● **EXERCISE AIM**:
Copy out the entries that follow, exactly as written.

(Stored data)
use super::*;
use assert_call::{call, CallRecorder};
use std::cell::Cell;

fn on_unsubscribe(rc: Rc<Cell<i32>>) {
    call!("{}", rc.get());
}

#[test]
fn from_fn_calls_on_drop() {
    let mut cr = CallRecorder::new();
    {
        let _s = Subscription::from_fn(|| call!("drop"));
    }
    cr.verify("drop");
}

#[test]
fn from_rc_fn_calls_on_drop() {
    let mut cr = CallRecorder::new();
    let rc = Rc::new(Cell::new(7));
    {
        let _s = Subscription::from_rc_fn(rc.clone(), on_unsubscribe);
    }
    cr.verify("7");
}

#[test]
fn unsubscribe_runs_once() {
    let mut cr = CallRecorder::new();
    let s = Subscription::from_fn(|| call!("drop"));
    s.unsubscribe();
    cr.verify("drop");
}

#[test]
fn empty_does_nothing() {
    let mut cr = CallRecorder::new();
    let s = Subscription::empty();
    assert!(s.is_empty());
    drop(s);
    cr.verify(());
}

● **SOLUTION TO THE PROBLEM**:
use super::*;
use assert_call::{call, CallRecorder};
use std::cell::Cell;

fn on_unsubscribe(rc: Rc<Cell<i32>>) {
    call!("{}", rc.get());
}

#[test]
fn from_fn_calls_on_drop() {
    let mut cr = CallRecorder::new();
    {
        let _s = Subscription::from_fn(|| call!("drop"));
    }
    cr.verify("drop");
}

#[test]
fn from_rc_fn_calls_on_drop() {
    let mut cr = CallRecorder::new();
    let rc = Rc::new(Cell::new(7));
    {
        let _s = Subscription::from_rc_fn(rc.clone(), on_unsubscribe);
    }
    cr.verify("7");
}

#[test]
fn unsubscribe_runs_once() {
    let mut cr = CallRecorder::new();
    let s = Subscription::from_fn(|| call!("drop"));
    s.unsubscribe();
    cr.verify("drop");
}

#[test]
fn empty_does_nothing() {
    let mut cr = CallRecorder::new();
    let s = Subscription::empty();
    assert!(s.is_empty());
    drop(s);
    cr.verify(());
}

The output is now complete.